# Instructions to follow
Every line of the data should be output word for word.

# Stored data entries
◇ ◇ ◇

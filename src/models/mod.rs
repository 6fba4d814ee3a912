//! Domain entities for the holiday analyzer.

pub mod holiday;
pub mod reference;

pub use holiday::{PublicHoliday, SchoolHoliday};
pub use reference::{Country, Region};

◇ ◇ ◇

# Exercise answer
filename src/models/mod.rs
repository 6fba4d814ee3a912
//! Domain entities for the holiday analyzer.

pub mod holiday;
pub mod reference;

pub use holiday::{PublicHoliday, SchoolHoliday};
pub use reference::{Country, Region};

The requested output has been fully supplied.